Genetic analyses on thousands of wild salmon caught between 1928 and 2020 by fisheries from the northern Baltic Sea region showed that regardless of the year, fishers caught salmon with the ‘large salmon variant’ more often in the early than late fishing season.
“This finding suggests that the timing of fishing may cause evolutionary changes in the age and size that Atlantic salmon reach before maturation. Intensive fishing especially in the early fishing season may lead to the ‘large salmon variant’ becoming rarer and to salmon spawning at a younger age and smaller size,” explains the lead author of the study Antti Miettinen, PhD, from the Faculty of Biological and Environmental Sciences at the University of Helsinki.
This kind of evolutionary impact resulting in fewer large salmon would be bad news for the diversity and viability of salmon populations and for fishers who highly value large catches.
Valuable information for conservation
The results of the study help to understand how the timing of evolutionary selection pressures induced by human actions, in this case fishing, can affect wild fish populations and properties important to them.
The largest wild Baltic salmon stock spawns in the Tornio and Kalix Rivers in northern Finland and Sweden and has high ecological and societal value. The study found that early-season fishing at sea and in the Tornio River caught salmon that originate from upstream sites in the river system more often than did fishing in the later parts of the season.
“Fishing in the early part of the fishing season targets salmon that spawn in the headwaters of these rivers, which should be accounted for in fisheries management so that it ensures the viability of these salmon populations,” Miettinen says.

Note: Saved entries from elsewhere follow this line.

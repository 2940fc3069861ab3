use std::fmt::Write;

use rowan::{NodeOrToken, TextRange, WalkEvent};

use crate::parameters::RouteParameter;
use crate::parser::{SyntaxKind, SyntaxNode, SyntaxToken};
use crate::tree::RouteTree;

/// Text projection of a [`RouteTree`]: the CST, or the parameter table.
///
/// Token text is printed verbatim, escapes included. Zero-width tokens inserted during
/// recovery print as `<missing>`. Spans, when enabled, are ranges in the original source.
pub struct TreePrinter<'t> {
    tree: &'t RouteTree,
    spans: bool,
    parameters: bool,
}

impl<'t> TreePrinter<'t> {
    pub fn new(tree: &'t RouteTree) -> Self {
        TreePrinter {
            tree,
            spans: false,
            parameters: false,
        }
    }

    pub fn with_spans(self, spans: bool) -> Self {
        TreePrinter { spans, ..self }
    }

    pub fn only_parameters(self, parameters: bool) -> Self {
        TreePrinter { parameters, ..self }
    }

    pub fn dump(&self) -> String {
        let mut out = String::new();
        self.write_to(&mut out).expect("String write never fails");
        out
    }

    pub fn write_to(&self, out: &mut impl Write) -> std::fmt::Result {
        match self.parameters {
            true => self
                .tree
                .parameters()
                .iter()
                .try_for_each(|p| self.write_parameter(p, out)),
            false => self.write_cst(&self.tree.syntax(), out),
        }
    }

    fn write_cst(&self, root: &SyntaxNode, out: &mut impl Write) -> std::fmt::Result {
        let mut depth = 0;
        for event in root.preorder_with_tokens() {
            let element = match event {
                WalkEvent::Enter(element) => element,
                WalkEvent::Leave(NodeOrToken::Node(_)) => {
                    depth -= 1;
                    continue;
                }
                WalkEvent::Leave(NodeOrToken::Token(_)) => continue,
            };
            let span = self.cst_span(element.text_range());
            write!(out, "{:indent$}{:?}{span}", "", element.kind(), indent = depth * 2)?;
            match element {
                NodeOrToken::Node(_) => {
                    depth += 1;
                    writeln!(out)?;
                }
                NodeOrToken::Token(token) if is_missing(&token) => writeln!(out, " <missing>")?,
                NodeOrToken::Token(token) => writeln!(out, " {:?}", token.text())?,
            }
        }
        Ok(())
    }

    fn write_parameter(&self, parameter: &RouteParameter, out: &mut impl Write) -> std::fmt::Result {
        let span = Span(self.spans.then_some(parameter.range));
        write!(out, "{}{span}", parameter.name)?;

        if parameter.is_catch_all {
            out.write_str(" catch-all")?;
        }
        if !parameter.encode_slashes {
            out.write_str(" unencoded")?;
        }
        if parameter.is_optional {
            out.write_str(" optional")?;
        }
        if let Some(default) = &parameter.default_value {
            write!(out, " default {default:?}")?;
        }
        for policy in &parameter.policies {
            write!(out, " :{policy}")?;
        }
        writeln!(out)
    }

    fn cst_span(&self, range: TextRange) -> Span {
        Span(self.spans.then(|| self.tree.source_range(range)))
    }
}

/// Zero-width token the parser inserted in place of an absent delimiter.
fn is_missing(token: &SyntaxToken) -> bool {
    token.text().is_empty() && token.kind() != SyntaxKind::EndOfFile
}

/// ` [start..end]` in source coordinates, or nothing when spans are off.
struct Span(Option<TextRange>);

impl std::fmt::Display for Span {
    fn fmt(&self, f: &mut std::fmt::Formatter<'_>) -> std::fmt::Result {
        match self.0 {
            Some(range) => write!(f, " [{}..{}]", u32::from(range.start()), u32::from(range.end())),
            None => Ok(()),
        }
    }
}

impl RouteTree {
    pub fn printer(&self) -> TreePrinter<'_> {
        TreePrinter::new(self)
    }
}
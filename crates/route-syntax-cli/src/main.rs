mod cli;
mod commands;

use cli::{CheckParams, ParamsParams, TreeParams, build_cli};

fn main() {
    let matches = build_cli().get_matches();

    match matches.subcommand() {
        Some(("check", m)) => {
            let params = CheckParams::from_matches(m);
            commands::check::run(params.into());
        }
        Some(("tree", m)) => {
            let params = TreeParams::from_matches(m);
            commands::tree::run(params.into());
        }
        Some(("params", m)) => {
            let params = ParamsParams::from_matches(m);
            commands::params::run(params.into());
        }
        _ => unreachable!("clap should have caught this"),
    }
}
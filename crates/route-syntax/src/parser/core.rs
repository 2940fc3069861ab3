//! Parser state machine and low-level operations.

use rowan::{GreenNode, GreenNodeBuilder};

use super::cst::{SyntaxKind, TokenSet};
use super::lexer::{Lexer, Token};
use crate::diagnostics::{Diagnostic, DiagnosticKind};
use crate::text::VirtualCharSequence;

/// Green tree plus every diagnostic raised while building it, in document order.
#[derive(Debug)]
pub struct ParseResult {
    pub green: GreenNode,
    pub diagnostics: Vec<Diagnostic>,
}

/// Holds exactly one lookahead token. Longer scans start by rewinding the lexer to the
/// lookahead's start, then the lookahead is refreshed from wherever the scan stopped.
pub struct Parser<'t> {
    pub(super) lexer: Lexer<'t>,
    pub(super) current: Token,
    pub(super) builder: GreenNodeBuilder<'static>,
    pub(super) diagnostics: Vec<Diagnostic>,
    pub(super) debug_fuel: std::cell::Cell<u32>,
}

impl<'t> Parser<'t> {
    pub fn new(text: &'t VirtualCharSequence) -> Self {
        Self::with_lexer(Lexer::new(text))
    }

    pub fn with_lexer(mut lexer: Lexer<'t>) -> Self {
        let current = lexer.scan_next_token();
        Self {
            lexer,
            current,
            builder: GreenNodeBuilder::new(),
            diagnostics: Vec::new(),
            debug_fuel: std::cell::Cell::new(256),
        }
    }

    pub fn parse(mut self) -> ParseResult {
        self.parse_root();
        self.finish()
    }

    fn finish(self) -> ParseResult {
        ParseResult {
            green: self.builder.finish(),
            diagnostics: self.diagnostics,
        }
    }

    fn reset_debug_fuel(&self) {
        self.debug_fuel.set(256);
    }

    pub(super) fn current(&self) -> SyntaxKind {
        self.ensure_progress();
        self.current.kind
    }

    pub(super) fn currently_is(&self, kind: SyntaxKind) -> bool {
        self.current() == kind
    }

    pub(super) fn currently_is_one_of(&self, set: TokenSet) -> bool {
        set.contains(self.current())
    }

    pub(super) fn eof(&self) -> bool {
        self.current.kind == SyntaxKind::EndOfFile
    }

    /// Lookahead is a `}` that closes the parameter rather than escaping another brace.
    pub(super) fn at_parameter_close(&self) -> bool {
        self.currently_is(SyntaxKind::CloseBrace)
            && self.lexer.is_unescaped_close_brace(self.current.start)
    }

    /// Lookahead is a `?` that marks the parameter optional.
    pub(super) fn at_optional_marker(&self) -> bool {
        self.currently_is(SyntaxKind::QuestionMark)
            && self.lexer.is_closing_question_mark(self.current.start)
    }

    /// Lookahead is a `]` that is not the first half of a `]]` escape.
    pub(super) fn at_replacement_close(&self) -> bool {
        self.currently_is(SyntaxKind::CloseBracket) && !self.next_char_is(']')
    }

    /// The char right after the lookahead token equals `c`.
    pub(super) fn next_char_is(&self, c: char) -> bool {
        self.lexer.peek_char() == Some(c)
    }

    pub(super) fn start_node(&mut self, kind: SyntaxKind) {
        self.builder.start_node(kind.into());
    }

    pub(super) fn finish_node(&mut self) {
        self.builder.finish_node();
    }

    /// Emits the lookahead into the tree and scans the next one.
    pub(super) fn bump(&mut self) {
        let token = self.take();
        self.push_token(token);
    }

    /// Removes the lookahead without emitting it. The caller either pushes it later or
    /// rewinds to its start.
    pub(super) fn take(&mut self) -> Token {
        self.reset_debug_fuel();
        let next = self.lexer.scan_next_token();
        std::mem::replace(&mut self.current, next)
    }

    pub(super) fn push_token(&mut self, token: Token) {
        let text = self.lexer.text().slice_text(token.range());
        self.builder.token(token.kind.into(), text);
        self.diagnostics.extend(token.diagnostics);
    }

    /// Moves the lexer back to `position` and rescans the lookahead from there.
    pub(super) fn restart_at(&mut self, position: usize) {
        self.reset_debug_fuel();
        self.lexer.reset_to(position);
        self.current = self.lexer.scan_next_token();
    }

    /// Runs a longer scan from the lookahead's start. On success the scanned token is
    /// emitted; either way the lookahead is refreshed.
    pub(super) fn bump_scan(&mut self, scan: impl FnOnce(&mut Lexer<'t>) -> Option<Token>) -> bool {
        self.reset_debug_fuel();
        let start = self.current.start;
        self.lexer.reset_to(start);
        let scanned = scan(&mut self.lexer);
        self.current = self.lexer.scan_next_token();
        match scanned {
            Some(token) => {
                self.assert_scanned(start, &token);
                self.push_token(token);
                true
            }
            None => false,
        }
    }

    /// Runs `scan`, falling back to a plain bump when it consumes nothing.
    pub(super) fn bump_scan_or_char(&mut self, scan: impl FnOnce(&mut Lexer<'t>) -> Option<Token>) {
        if !self.bump_scan(scan) && !self.eof() {
            self.bump();
        }
    }

    pub(super) fn eat_token(&mut self, kind: SyntaxKind) -> bool {
        if self.currently_is(kind) {
            self.bump();
            true
        } else {
            false
        }
    }

    /// Synthesizes a zero-width `kind` token and reports `error` at the lookahead's start,
    /// which is the end of the input at EOF.
    pub(super) fn missing(&mut self, kind: SyntaxKind, error: DiagnosticKind) {
        self.builder.token(kind.into(), "");
        let start = self.current.start;
        let range = self.lexer.text().source_range(start..start);
        self.diagnostics
            .push(Diagnostic::with_default_message(error, range));
    }
}
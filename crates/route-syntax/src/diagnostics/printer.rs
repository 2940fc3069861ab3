//! Rendering of route diagnostics, plain or as annotated source snippets.

use std::fmt::Write;
use std::ops::Range;

use annotate_snippets::{AnnotationKind, Group, Level, Patch, Renderer, Snippet};
use rowan::TextRange;

use super::{Diagnostic, DiagnosticKind, Diagnostics};

/// Without a source, one `error at S..E: message` line per diagnostic.
/// With a source, annotated snippets separated by blank lines.
pub struct DiagnosticsPrinter<'d, 's> {
    diagnostics: &'d Diagnostics,
    source: Option<&'s str>,
    path: Option<&'s str>,
    color: bool,
}

impl<'d, 's> DiagnosticsPrinter<'d, 's> {
    pub fn new(diagnostics: &'d Diagnostics) -> Self {
        DiagnosticsPrinter {
            diagnostics,
            source: None,
            path: None,
            color: false,
        }
    }

    pub fn with_source(self, source: &'s str) -> Self {
        DiagnosticsPrinter {
            source: Some(source),
            ..self
        }
    }

    /// Label shown in the snippet header, usually a file name.
    pub fn with_path(self, path: &'s str) -> Self {
        DiagnosticsPrinter {
            path: Some(path),
            ..self
        }
    }

    pub fn with_color(self, color: bool) -> Self {
        DiagnosticsPrinter { color, ..self }
    }

    pub fn render(&self) -> String {
        let mut out = String::new();
        self.write_to(&mut out).expect("String write never fails");
        out
    }

    pub fn write_to(&self, out: &mut impl Write) -> std::fmt::Result {
        let Some(source) = self.source else {
            return self.diagnostics.iter().try_for_each(|d| writeln!(out, "{d}"));
        };

        let renderer = match self.color {
            true => Renderer::styled(),
            false => Renderer::plain(),
        };

        let mut first = true;
        for diag in self.diagnostics {
            if !first {
                out.write_char('\n')?;
            }
            first = false;
            let report = snippet_report(diag, source, self.path);
            write!(out, "{}", renderer.render(&report))?;
        }
        Ok(())
    }
}

fn snippet_report<'a>(diag: &'a Diagnostic, source: &'a str, path: Option<&'a str>) -> Vec<Group<'a>> {
    let span = visible_span(diag.range, source.len());

    let mut primary = Snippet::source(source)
        .line_start(1)
        .annotation(AnnotationKind::Primary.span(span.clone()));
    if let Some(path) = path {
        primary = primary.path(path);
    }
    let mut report = vec![Level::ERROR.primary_title(diag.message.as_str()).element(primary)];

    if let Some(doubled) = doubling_fix(diag, source) {
        let patched = Snippet::source(source)
            .line_start(1)
            .patch(Patch::new(span, doubled));
        report.push(Level::HELP.secondary_title("escape it by doubling").element(patched));
    }
    report
}

/// Suggested replacement for a lone unescaped delimiter.
fn doubling_fix(diag: &Diagnostic, source: &str) -> Option<&'static str> {
    let fixable = matches!(
        diag.kind,
        DiagnosticKind::UnescapedBrace
            | DiagnosticKind::MismatchedParameter
            | DiagnosticKind::UnescapedReplacementBracket
            | DiagnosticKind::ImbalancedReplacementDelimiters
    );
    if !fixable || diag.range.is_empty() {
        return None;
    }
    match source.get(Range::<usize>::from(diag.range))? {
        "{" => Some("{{"),
        "}" => Some("}}"),
        "[" => Some("[["),
        "]" => Some("]]"),
        _ => None,
    }
}

/// Clamps to the source; a zero-width range points at the following char.
fn visible_span(range: TextRange, len: usize) -> Range<usize> {
    let start = usize::from(range.start()).min(len);
    let end = usize::from(range.end()).min(len);
    match start == end {
        true => start..(start + 1).min(len),
        false => start..end,
    }
}

impl Diagnostics {
    pub fn printer(&self) -> DiagnosticsPrinter<'_, '_> {
        DiagnosticsPrinter::new(self)
    }
}
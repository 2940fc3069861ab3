use crate::RouteTree;

#[test]
fn empty_pattern() {
    let res = RouteTree::expect_valid_cst("");

    insta::assert_snapshot!(res, @r#"
    CompilationUnit
      EndOfFile ""
    "#);
}

#[test]
fn literal_segments() {
    let res = RouteTree::expect_valid_cst("hello/world");

    insta::assert_snapshot!(res, @r#"
    CompilationUnit
      Segment
        Literal
          Text "hello"
      SegmentSeparator
        Slash "/"
      Segment
        Literal
          Text "world"
      EndOfFile ""
    "#);
}

#[test]
fn leading_separator() {
    let res = RouteTree::expect_valid_cst("/a");

    insta::assert_snapshot!(res, @r#"
    CompilationUnit
      SegmentSeparator
        Slash "/"
      Segment
        Literal
          Text "a"
      EndOfFile ""
    "#);
}

#[test]
fn trailing_separator() {
    let res = RouteTree::expect_valid_cst("a/");

    insta::assert_snapshot!(res, @r#"
    CompilationUnit
      Segment
        Literal
          Text "a"
      SegmentSeparator
        Slash "/"
      EndOfFile ""
    "#);
}

#[test]
fn app_relative_prefix() {
    let res = RouteTree::expect_valid_cst("~/a");

    insta::assert_snapshot!(res, @r#"
    CompilationUnit
      Segment
        Literal
          Text "~"
      SegmentSeparator
        Slash "/"
      Segment
        Literal
          Text "a"
      EndOfFile ""
    "#);
}

#[test]
fn optional_separator_before_trailing_optional() {
    let res = RouteTree::expect_valid_cst("{name}.{ext?}");

    insta::assert_snapshot!(res, @r#"
    CompilationUnit
      Segment
        Parameter
          OpenBrace "{"
          NameParameterPart
            Text "name"
          CloseBrace "}"
        OptionalSeparator
          Dot "."
        Parameter
          OpenBrace "{"
          NameParameterPart
            Text "ext"
          OptionalParameterPart
            QuestionMark "?"
          CloseBrace "}"
      EndOfFile ""
    "#);
}

#[test]
fn literal_then_optional_separator() {
    let res = RouteTree::expect_valid_cst("file.{ext?}");

    insta::assert_snapshot!(res, @r#"
    CompilationUnit
      Segment
        Literal
          Text "file"
        OptionalSeparator
          Dot "."
        Parameter
          OpenBrace "{"
          NameParameterPart
            Text "ext"
          OptionalParameterPart
            QuestionMark "?"
          CloseBrace "}"
      EndOfFile ""
    "#);
}

#[test]
fn dot_before_required_parameter_is_literal() {
    let res = RouteTree::expect_valid_cst("{name}.{ext}");

    insta::assert_snapshot!(res, @r#"
    CompilationUnit
      Segment
        Parameter
          OpenBrace "{"
          NameParameterPart
            Text "name"
          CloseBrace "}"
        Literal
          Text "."
        Parameter
          OpenBrace "{"
          NameParameterPart
            Text "ext"
          CloseBrace "}"
      EndOfFile ""
    "#);
}

#[test]
fn spans_are_source_ranges() {
    let tree = RouteTree::expect_valid("a/{b}");

    insta::assert_snapshot!(tree.dump_cst_with_spans(), @r#"
    CompilationUnit [0..5]
      Segment [0..1]
        Literal [0..1]
          Text [0..1] "a"
      SegmentSeparator [1..2]
        Slash [1..2] "/"
      Segment [2..5]
        Parameter [2..5]
          OpenBrace [2..3] "{"
          NameParameterPart [3..4]
            Text [3..4] "b"
          CloseBrace [4..5] "}"
      EndOfFile [5..5] ""
    "#);
}
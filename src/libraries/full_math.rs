//! Multiplication followed by division without intermediate overflow.
//!
//! `u128` operands are multiplied in 256 bits, `U256` operands in 512 bits.
//! Every function returns `None` when the denominator is zero or when the
//! quotient does not fit the output type.

use super::big_num::{U256, U512};

pub trait MulDiv<RHS = Self> {
    type Output;

    /// `floor(self * num / denom)`
    fn mul_div_floor(self, num: RHS, denom: RHS) -> Option<Self::Output>;

    /// `ceil(self * num / denom)`
    fn mul_div_ceil(self, num: RHS, denom: RHS) -> Option<Self::Output>;
}

impl MulDiv for u128 {
    type Output = u128;

    fn mul_div_floor(self, num: u128, denom: u128) -> Option<u128> {
        if denom == 0 {
            return None;
        }
        let product = U256::from(self) * U256::from(num);
        (product / U256::from(denom)).to_u128()
    }

    fn mul_div_ceil(self, num: u128, denom: u128) -> Option<u128> {
        if denom == 0 {
            return None;
        }
        let product = U256::from(self) * U256::from(num);
        let (quotient, remainder) = product.div_mod(U256::from(denom));
        let result = if remainder.is_zero() {
            quotient
        } else {
            quotient + U256::one()
        };
        result.to_u128()
    }
}

impl MulDiv for U256 {
    type Output = U256;

    fn mul_div_floor(self, num: U256, denom: U256) -> Option<U256> {
        if denom.is_zero() {
            return None;
        }
        let product = self.widen() * num.widen();
        (product / denom.widen()).narrow()
    }

    fn mul_div_ceil(self, num: U256, denom: U256) -> Option<U256> {
        if denom.is_zero() {
            return None;
        }
        let product = self.widen() * num.widen();
        let (quotient, remainder) = product.div_mod(denom.widen());
        let result = if remainder.is_zero() {
            quotient
        } else {
            quotient + U512::one()
        };
        result.narrow()
    }
}

/// `ceil(numerator / denominator)`; the caller guarantees a non-zero denominator.
pub fn div_rounding_up(numerator: U256, denominator: U256) -> U256 {
    let (quotient, remainder) = numerator.div_mod(denominator);
    if remainder.is_zero() {
        quotient
    } else {
        quotient + U256::one()
    }
}
/// Applies a liquidity change to a position.
///
/// Updates both boundary ticks (flipping array bits in the bitmap when an
/// array gains its first or loses its last initialized tick), accrues fees
/// into the position, clears ticks that became unused and adjusts the pool's
/// active liquidity when the range contains the current tick.
///
/// Returns the token amounts for the change: rounded up when liquidity is
/// added, rounded down when removed.
fn modify_position(
    program_id: &Pubkey,
    accounts: &LiquidityAccounts,
    pool_state: &mut PoolState,
    position: &mut PositionState,
    liquidity_delta: i128,
) -> Result<(u64, u64), ProgramError> {
    let pool_key = accounts.pool.key;
    let tick_spacing = pool_state.tick_spacing;
    let tick_lower = position.tick_lower;
    let tick_upper = position.tick_upper;

    let mut lower_array = load_tick_array(program_id, accounts.tick_array_lower, pool_key)?;
    let mut upper_array = if accounts.tick_array_upper.key == accounts.tick_array_lower.key {
        None
    } else {
        Some(load_tick_array(program_id, accounts.tick_array_upper, pool_key)?)
    };
    check_array_holds_tick(&lower_array, tick_lower, tick_spacing)?;
    check_array_holds_tick(upper_array.as_ref().unwrap_or(&lower_array), tick_upper, tick_spacing)?;

    let mut bitmap = load_tick_array_bitmap(program_id, accounts.bitmap, pool_state)?;
    let mut bitmap_changed = false;
    let max_liquidity = max_liquidity_per_tick(tick_spacing);
    let fee_growth_global_0_x64 = pool_state.fee_growth_global_0_x64;
    let fee_growth_global_1_x64 = pool_state.fee_growth_global_1_x64;
    let tick_initialized = liquidity_delta > 0;

    // ===============================
    // TICK UPDATES
    // ===============================
    let flipped_lower = lower_array
        .get_tick_state_mut(tick_lower, tick_spacing)?
        .update(
            pool_state.tick_current,
            liquidity_delta,
            fee_growth_global_0_x64,
            fee_growth_global_1_x64,
            false,
            max_liquidity,
        )?;
    if flipped_lower && lower_array.update_initialized_tick_count(tick_initialized)? {
        bitmap.flip(lower_array.start_tick_index, tick_spacing)?;
        bitmap_changed = true;
    }

    let upper_target = match upper_array.as_mut() {
        Some(array) => array,
        None => &mut lower_array,
    };
    let flipped_upper = upper_target
        .get_tick_state_mut(tick_upper, tick_spacing)?
        .update(
            pool_state.tick_current,
            liquidity_delta,
            fee_growth_global_0_x64,
            fee_growth_global_1_x64,
            true,
            max_liquidity,
        )?;
    if flipped_upper && upper_target.update_initialized_tick_count(tick_initialized)? {
        bitmap.flip(upper_target.start_tick_index, tick_spacing)?;
        bitmap_changed = true;
    }

    // ===============================
    // POSITION FEES
    // ===============================
    let lower_state = *lower_array.get_tick_state(tick_lower, tick_spacing)?;
    let upper_state = *upper_array
        .as_ref()
        .unwrap_or(&lower_array)
        .get_tick_state(tick_upper, tick_spacing)?;
    let (fee_growth_inside_0_x64, fee_growth_inside_1_x64) = get_fee_growth_inside(
        &lower_state,
        &upper_state,
        pool_state.tick_current,
        fee_growth_global_0_x64,
        fee_growth_global_1_x64,
    );
    position.update(liquidity_delta, fee_growth_inside_0_x64, fee_growth_inside_1_x64)?;

    // ticks no longer referenced by any position are reset
    if liquidity_delta < 0 {
        if flipped_lower {
            lower_array.get_tick_state_mut(tick_lower, tick_spacing)?.clear();
        }
        if flipped_upper {
            let upper_target = match upper_array.as_mut() {
                Some(array) => array,
                None => &mut lower_array,
            };
            upper_target.get_tick_state_mut(tick_upper, tick_spacing)?.clear();
        }
    }

    // ===============================
    // POOL LIQUIDITY
    // ===============================
    let (amount_0, amount_1) = get_delta_amounts_signed(
        pool_state.tick_current,
        pool_state.sqrt_price_x64,
        tick_lower,
        tick_upper,
        liquidity_delta,
    )?;
    if pool_state.tick_current >= tick_lower && pool_state.tick_current < tick_upper {
        pool_state.liquidity = add_delta(pool_state.liquidity, liquidity_delta)?;
    }

    serialize_to_account(&lower_array, accounts.tick_array_lower)?;
    if let Some(upper_array) = &upper_array {
        serialize_to_account(upper_array, accounts.tick_array_upper)?;
    }
    if bitmap_changed {
        validate_writable(accounts.bitmap, "Tick array bitmap")?;
        serialize_to_account(&bitmap, accounts.bitmap)?;
    }

    Ok((amount_0, amount_1))
}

Over the years, the timing of the legal fishing season in the Baltic Sea and along its salmon rivers has sparked heated debate and questions on national and international levels. The published study addressed a particular concern: whether fishing in the early season can reduce the mean age and size of Baltic salmon.
“By analysing the genetics of samples collected across the northern Baltic over many decades, this study shows how human activities could cause evolutionary changes in wild salmon populations,” says senior researcher and senior author of the study Victoria Pritchard, PhD, from the University of the Highlands and Islands.
“This study is a fantastic example of using genetic approaches to answer important questions about the conservation and management of biodiversity. The genetic tools designed during this project can be used to monitor the future impacts of fishing regimen changes,” Pritchard says.
The research was done in collaboration with the University of Helsinki, Natural Resources Institute Finland (Luke), Swedish Agricultural University (SLU) and the University of the Highlands and Islands (UHI).
The samples analysed in the study were from the archives of Natural Resources Institute Finland (Luke) and the Swedish University of Agricultural Sciences (SLU). The samples were collected between 1928 and 2020 by fishers along the Tornio and Kalix Rivers and coastal Bothnian Bay in the northern part of the Baltic Sea.
The study was funded by the Ministry of Agriculture and Forestry of Finland, Finnish fisheries management fees, Tornio/Torne River fishing license revenues, Natural Resource Institute Finland, the Alfred Kordelin Foundation, the Kuopio Naturalists’ Society (the Betty Väänänen fund), the Raija and Ossi Tuuliainen Foundation, Societas pro Fauna et Flora Fennica, the Finnish Foundation for Nature Conservation (the Baltic Sea Fund), the Swedish Agency for Marine and Water Management, Swedish Research Council Formas, Kempestiftelserna, the Finnish Society of Sciences and Letters, the European Union and the University of Helsinki.